2. Prepare for the transformation to evolve
Transformation is not a linear process. Research shows it’s more of a corkscrew, with ups and downs and twists and turns. This means the final shape of a transformed insurance company is not necessarily apparent from the outset. We often see companies wanting to start to transform by defining their organisational structure. But this is before they are clear on the products and services, underlying processes, data, digital tools and capabilities required. Many of these decisions will be made during the transformation and the structure should optimally support the end to end insurance value chain following those decisions. Leaders need to be comfortable operating from a place of not knowing – and be open to shifting their thinking as the future shape of operating models becomes clear.
Questions for the leadership team:
- Who are we creating value for? What does this mean for the customers, employees, partners and shareholders?
- How can we collaborate to make transformation happen? Ask this question, not just within and across the organisation but with suppliers and other ecosystem participants like partners or Insurtechs.
- What would a partnership or integration mean for our organisational culture and ways of working?
- What stumbling blocks will we encounter? Who needs to be given autonomy, time and budget to overcome them?
3. Decide what you will stop doing
In a transformation, leaders need the courage to challenge the status quo. They must understand which areas of the organisation are fit for purpose, and which are in need of radical disruption. Equally, when an insurer embarks on a transformation, it often has initiatives and projects inflight. Not all of these efforts necessarily support the transformation vision. Leaders must make pragmatic decisions about where to allocate finite resources, stop or defer projects, and move resources around the organisation to support core transformation programs.
Questions for the leadership team:
- How does the stocktake of all inflight or planned projects fit into the big picture?
- How can we balance the investment across the portfolio? What needs to be stopped or at least deferred? What needs to be continued or even accelerated? What do we need to start?
- Do we have the mandate to make those calls?
- What needs to be simplified (system landscape, processes, governance) to reduce the risk inherent in the transformation early on?
- How will we empower people to bring the vision to life in their parts of the business, while still making sure all transformation initiatives align with our vision?
4. Prepare leaders and people for change
Insurers often have rational planning around their transformations: timelines, milestones, resources and KPIs. But they sometimes fail to prepare adequately for the emotional journey that their leaders and employees will share during a transformation. Leaders should not underestimate the importance of the 'people stuff'. They need to plan for the tension, resistance and anxiety that change creates. In a successful transformation, people trust the vision and the strategy because leaders are open about the fact that change will be stressful – and explain how they intend to support people throughout the process. At the same time, leaders also need to put in the work to ready themselves to lead the transformation. If leaders do not have the capability or time to think, plan, prepare, and pause from the doing, they won’t have the bandwidth to lead the transformation successfully.

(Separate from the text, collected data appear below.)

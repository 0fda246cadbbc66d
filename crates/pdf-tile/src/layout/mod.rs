//! Layout calculation modules for sheet tiling
//!
//! This module handles all the geometric calculations for placing
//! rasterized pages on output sheets:
//! - Scale-to-fit without enlarging
//! - Replicated grids (many copies of one page per sheet)
//! - Shelf packing (one copy of every page, as few sheets as possible)
//! - Stacked grids (row blocks of several pages sharing sheets)

mod fit;
mod grid;
mod pack;
mod stack;
mod strategy;
mod types;

pub use fit::*;
pub use grid::*;
pub use pack::*;
pub use stack::*;
pub use strategy::*;
pub use types::*;
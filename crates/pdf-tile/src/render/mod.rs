//! PDF writing modules for sheet tiling
//!
//! This module handles everything that touches the output document:
//! - The sheet-writing interface the composer drives
//! - A lopdf implementation of it
//! - Embedding flattened page images as image XObjects

mod image;
mod writer;

pub use image::create_image_xobject;
pub use writer::*;
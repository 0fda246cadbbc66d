//! Replicated grid layout
//!
//! Fills one sheet with copies of a single artwork: columns centered
//! horizontally with equal gaps, rows stacked down from the top margin.

use crate::types::{Result, TileError};

use super::{FittedSize, SheetGeometry, TilePosition, fit_to_sheet};

// =============================================================================
// Grid Plan
// =============================================================================

/// Copies of one artwork laid out on one sheet
#[derive(Debug, Clone, PartialEq)]
pub struct GridPlan {
    /// Size of every tile
    pub tile: FittedSize,
    /// Columns per row
    pub cols: usize,
    /// Rows that physically fit on the sheet
    pub rows_available: usize,
    /// Rows actually emitted (after any row cap)
    pub rows: usize,
    /// Horizontal gap before, between and after columns
    pub x_gap: f32,
    /// Vertical gap above and between rows
    pub y_gap: f32,
    /// Tile positions in row-major order
    pub positions: Vec<TilePosition>,
}

impl GridPlan {
    /// A plan with no tiles
    pub fn empty() -> Self {
        Self {
            tile: FittedSize::new(0.0, 0.0),
            cols: 0,
            rows_available: 0,
            rows: 0,
            x_gap: 0.0,
            y_gap: 0.0,
            positions: Vec::new(),
        }
    }

    pub fn tile_count(&self) -> usize {
        self.positions.len()
    }

    /// X coordinate of a column's left edge
    pub fn column_x(&self, col: usize) -> f32 {
        self.x_gap + col as f32 * (self.tile.w + self.x_gap)
    }

    /// Positions of one row placed at an arbitrary `y`
    pub fn row_at(&self, y: f32) -> Vec<TilePosition> {
        (0..self.cols)
            .map(|col| TilePosition::new(self.column_x(col), y, self.tile.w, self.tile.h))
            .collect()
    }
}

// =============================================================================
// Grid Creation
// =============================================================================

/// How many tiles of `tile` fit along `space` with `margin` between them.
///
/// The margin is added to both sides of the division because adjacent tiles
/// share one gap rather than each carrying its own. Always at least 1.
pub fn tiles_along(space: f32, tile: f32, margin: f32) -> usize {
    let count = ((space + margin) / (tile + margin)).floor();
    if count.is_finite() && count >= 1.0 {
        count as usize
    } else {
        1
    }
}

/// Plan a replicated grid for an already-fitted tile.
///
/// # Arguments
/// * `fitted` - Tile size, normally from [`fit_to_sheet`]
/// * `geometry` - Output sheet
/// * `max_rows` - Optional cap; never raises the row count past what fits
///
/// A non-positive tile yields an empty plan.
pub fn plan_grid(fitted: FittedSize, geometry: &SheetGeometry, max_rows: Option<usize>) -> GridPlan {
    if !fitted.is_positive() {
        return GridPlan::empty();
    }

    let margin = geometry.margin_pt;
    let cols = tiles_along(geometry.width_pt, fitted.w, margin);
    let rows_available = tiles_along(geometry.height_pt, fitted.h, margin);
    let rows = match max_rows {
        Some(cap) => cap.min(rows_available),
        None => rows_available,
    };

    let x_gap = (geometry.width_pt - cols as f32 * fitted.w) / (cols + 1) as f32;
    let y_gap = margin;

    let mut positions = Vec::with_capacity(cols * rows);
    for row in 0..rows {
        let y = y_gap + row as f32 * (fitted.h + y_gap);
        for col in 0..cols {
            let x = x_gap + col as f32 * (fitted.w + x_gap);
            positions.push(TilePosition::new(x, y, fitted.w, fitted.h));
        }
    }

    GridPlan {
        tile: fitted,
        cols,
        rows_available,
        rows,
        x_gap,
        y_gap,
        positions,
    }
}

/// Fit a source page to the sheet and plan its replicated grid
pub fn plan_page_grid(
    width_pt: f32,
    height_pt: f32,
    geometry: &SheetGeometry,
    max_rows: Option<usize>,
) -> Result<GridPlan> {
    let fitted = fit_to_sheet(width_pt, height_pt, geometry)?;
    let plan = plan_grid(fitted, geometry, max_rows);
    if plan.tile_count() == 0 {
        return Err(TileError::DegenerateGeometry(format!(
            "page {}x{}pt yields no tiles",
            width_pt, height_pt
        )));
    }
    Ok(plan)
}

// =============================================================================
// Tests
// =============================================================================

Questions for the leadership team:
- How will we communicate to the business about the transformation?
- How will we proactively support our people on the journey?
- Are we demonstrating patience to take our people and our customers on the journey?
- How do we best leverage co-creation with our people and our customers?
- Do our leaders have the capacity and capability to lead the transformation?
5. Deliver value quickly
Delivering value early on is important to maintain continuous buy in. When everyone can see impact quickly, it sustains the faith that transformation promises will be delivered. The COVID-19 pandemic accelerated digital transformation for many insurance companies, forcing them to adopt and roll out ways of working at a speed that very few organisations experienced previously. But post-pandemic, some insurers have fallen back to previous tendencies to over-consult or relitigate decisions. This often happens in transformations because roles and accountabilities are not clear.
Questions for the leadership team:
- How can we deliver value and outcomes as early as possible? How will we communicate these successes?
- How will we encourage experimentation and create an environment to support innovation and fast-moving change?
- Have we got the required disciplines, mandates, and role clarity to stay focused on what matters in this transformation and make good decisions?
- What governance do we need to put in place so we measure what is going well, challenge what isn’t and course correct as needed?